Dávid Somló is a performance maker and sound artist based in Budapest.  His artistic practice focuses on spatiality and interactions. 
Using simple elements, structures and instructions, he creates immersive sound compositions and choreographies that allow participating audience members to examine their everyday movements and interactions regardless of age or prior experience. With a primary tool-kit consisting of several dozen portable speakers, he has a unique flexibility in composing spatial sound, creating highly adaptable and interactive sound environments.


He often works in site-specific and public space context. His performances, installations and interventions have appeared in a wide range of locations, including foot-tunnels, underground stations, public squares, forests, a Turkish bath, an abandoned office, an abandoned factory, a mining museum, a synagogue garden, an ancient monument, and private flats.

PROJECTS FOR TOURING

MANDALA

At once gamified group meditation and generative group choreography, Mandala offers an embodied sonic experience by encapsulating its entire audience within a resonant soundscape.

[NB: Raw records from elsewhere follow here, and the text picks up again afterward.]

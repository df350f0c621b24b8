use crate::contact::ContactError;
use crate::database::CacheError;
use crate::models::Notice;
use axum::{
    http::StatusCode,
    response::{IntoResponse, Response},
    Json,
};
use thiserror::Error;
use tracing::error;

#[derive(Error, Debug)]
pub enum AppError {
    #[error("Unknown collection {0}")]
    UnknownCollection(String),

    #[error("Project {0} not found")]
    ProjectNotFound(String),

    #[error(transparent)]
    Contact(#[from] ContactError),

    #[error("Cache error: {0}")]
    Cache(#[from] CacheError),
}

impl AppError {
    fn status(&self) -> StatusCode {
        match self {
            AppError::UnknownCollection(_) | AppError::ProjectNotFound(_) => StatusCode::NOT_FOUND,
            AppError::Contact(ContactError::Invalid(_)) => StatusCode::UNPROCESSABLE_ENTITY,
            AppError::Contact(ContactError::Busy) => StatusCode::CONFLICT,
            AppError::Contact(_) => StatusCode::BAD_GATEWAY,
            AppError::Cache(_) => StatusCode::INTERNAL_SERVER_ERROR,
        }
    }

    fn notice(&self) -> Notice {
        match self {
            AppError::UnknownCollection(name) => {
                Notice::error("Not Found", format!("There is no {name} collection."))
            }
            AppError::ProjectNotFound(_) => {
                Notice::error("Project Not Found", "This project does not exist.")
            }
            AppError::Contact(e) => e.notice(),
            AppError::Cache(_) => Notice::error("Oops!", "Something went wrong."),
        }
    }
}

impl IntoResponse for AppError {
    fn into_response(self) -> Response {
        let status = self.status();
        if status.is_server_error() {
            error!(error = %self, "Request failed");
        }

        (status, Json(self.notice())).into_response()
    }
}
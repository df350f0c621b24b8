use crate::config::Config;
use crate::contact::{ContactRelay, FormSubmitRelay, SubmissionGate};
use crate::database::{CacheError, CacheMirror};
use crate::store::{DocumentStore, FirestoreStore};
use reqwest::Client;
use std::sync::Arc;
use thiserror::Error;

#[derive(Error, Debug)]
pub enum StateError {
    #[error("Cache error: {0}")]
    Cache(#[from] CacheError),
    #[error("HTTP client error: {0}")]
    Http(#[from] reqwest::Error),
}

#[derive(Clone)]
pub struct AppState {
    pub store: Arc<dyn DocumentStore>,
    pub mirror: Arc<CacheMirror>,
    pub relay: Arc<dyn ContactRelay>,
    pub contact_gate: Arc<SubmissionGate>,
    pub start_year: i32,
}

impl AppState {
    pub fn new(
        store: Arc<dyn DocumentStore>,
        mirror: Arc<CacheMirror>,
        relay: Arc<dyn ContactRelay>,
        start_year: i32,
    ) -> Self {
        AppState {
            store,
            mirror,
            relay,
            contact_gate: Arc::default(),
            start_year,
        }
    }

    pub fn from_config(config: &Config) -> Result<Self, StateError> {
        let client = Client::builder().timeout(config.http_timeout).build()?;

        let store = FirestoreStore::new(
            client.clone(),
            config.firestore_base_url.clone(),
            config.firestore_project.clone(),
            config.firestore_api_key.clone(),
        );
        let relay = FormSubmitRelay::new(client, config.contact_endpoint.clone());
        let mirror = CacheMirror::open(&config.cache_path)?;

        Ok(Self::new(
            Arc::new(store),
            Arc::new(mirror),
            Arc::new(relay),
            config.start_year,
        ))
    }
}
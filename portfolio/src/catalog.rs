//! Résumé-authored projects served when neither the store nor the mirror
//! knows a requested id.

use crate::models::{Project, PRIVATE_REPO};

struct CatalogEntry {
    id: &'static str,
    title: &'static str,
    description: &'static str,
    img: &'static str,
    tech_stack: &'static [&'static str],
    features: &'static [&'static str],
}

impl CatalogEntry {
    fn to_project(&self) -> Project {
        Project {
            id: Some(self.id.to_string()),
            title: Some(self.title.to_string()),
            description: Some(self.description.to_string()),
            img: Some(self.img.to_string()),
            link: Some(String::new()),
            github: Some(PRIVATE_REPO.to_string()),
            tech_stack: self.tech_stack.iter().map(|s| s.to_string()).collect(),
            features: self.features.iter().map(|s| s.to_string()).collect(),
        }
    }
}

const RESUME_PROJECTS: &[CatalogEntry] = &[
    CatalogEntry {
        id: "car-rental",
        title: "Car Rental Management System",
        description: "A full-stack academic project designed to manage vehicle rentals efficiently. \
            The system handles booking workflows, route logic, and car availability using a \
            PHP-based backend with MySQL database integration.",
        img: "/projects/car-rental.png",
        tech_stack: &["PHP", "MySQL", "HTML", "CSS", "Bootstrap"],
        features: &[
            "Vehicle booking and availability management",
            "Route and pricing logic handling",
            "Admin-side car data management",
            "Responsive UI built using Bootstrap",
            "Secure backend data handling with MySQL",
        ],
    },
    CatalogEntry {
        id: "ayurvedic-store",
        title: "Ayurvedic Store Management System",
        description: "A backend-focused academic project developed using ASP.NET for managing an \
            Ayurvedic product store. The system includes secure authentication, category \
            management, and inventory handling.",
        img: "/projects/ayurvedic-store.png",
        tech_stack: &["ASP.NET", "SQL Server"],
        features: &[
            "Secure user authentication system",
            "Product and category management",
            "Inventory tracking and updates",
            "Backend APIs using ASP.NET",
            "Optimized SQL Server database queries",
        ],
    },
    CatalogEntry {
        id: "youtube-search",
        title: "YouTube Video Search App",
        description: "A personal backend project that integrates the YouTube Data API to provide \
            keyword-based video search functionality. The backend serves embedded video previews \
            dynamically.",
        img: "/projects/youtube-search.png",
        tech_stack: &["Node.js", "JavaScript", "YouTube Data API"],
        features: &[
            "Keyword-based video search",
            "YouTube Data API integration",
            "Embedded video preview generation",
            "Backend service built using Node.js",
            "API response handling and optimization",
        ],
    },
];

/// Exact-match lookup on the authored id.
pub fn lookup(id: &str) -> Option<Project> {
    RESUME_PROJECTS
        .iter()
        .find(|entry| entry.id == id)
        .map(CatalogEntry::to_project)
}

#[cfg(test)]
mod tests {
    use super::*;
    use crate::models::SourceRepo;

    #[test]
    fn lookup_matches_exact_id() {
        let project = lookup("car-rental").expect("car-rental is authored");
        assert_eq!(project.title.as_deref(), Some("Car Rental Management System"));
        assert_eq!(project.tech_stack.len(), 5);
        assert_eq!(project.source(), SourceRepo::Private);
        assert_eq!(project.demo_link(), None);

        assert!(lookup("Car-Rental").is_none());
        assert!(lookup("car-rental ").is_none());
        assert!(lookup("").is_none());
    }

    #[test]
    fn every_entry_is_addressable() {
        let ids: Vec<_> = RESUME_PROJECTS.iter().map(|entry| entry.id).collect();
        assert_eq!(ids, vec!["car-rental", "ayurvedic-store", "youtube-search"]);
        for id in ids {
            assert_eq!(lookup(id).and_then(|p| p.id), Some(id.to_string()));
        }
    }
}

Before entering the performance space, participants are given a simple set of instructions and a specific line on the floor to follow with a portable speaker. Each speaker plays one layer of the composition, thus every participant’s movement contributes to the emergence of a moving symphony of sounds. Harmonising their movement on these routes is a complex task requiring continuous non-verbal negotiation, and brings about various patterns of movement that almost resemble a dance – one that allows participants to reflect on their own behavior and social cues as well as those of the entire group.

The temporary community formed by the participants have complete agency over how the collective choreography unfolds, hence each performance is completely unique. To date, it has flown through the architecture a wide-ranging variety of locations – including a swimming pool (Bulgaria, 2019), a courtyard (Cairo, 2022), a busy town square (Budapest, 2016), an ancient monument (Turkey, 2021), a forest (Nagykovácsi, 2017), a large garden (Prague, 2019) or a black-box theatre (London, 2016) – Mandala has taken form over 100 times since its premiere in 2016.

The piece was also developed towards an integrated version for differently abled people.

DRIFT

Drawing on the urban walking practice dérive, Drift is a 40-minute-long spatial symphony designed for busy urban spaces that sheds light on the beauty and complexity of pedestrian motion.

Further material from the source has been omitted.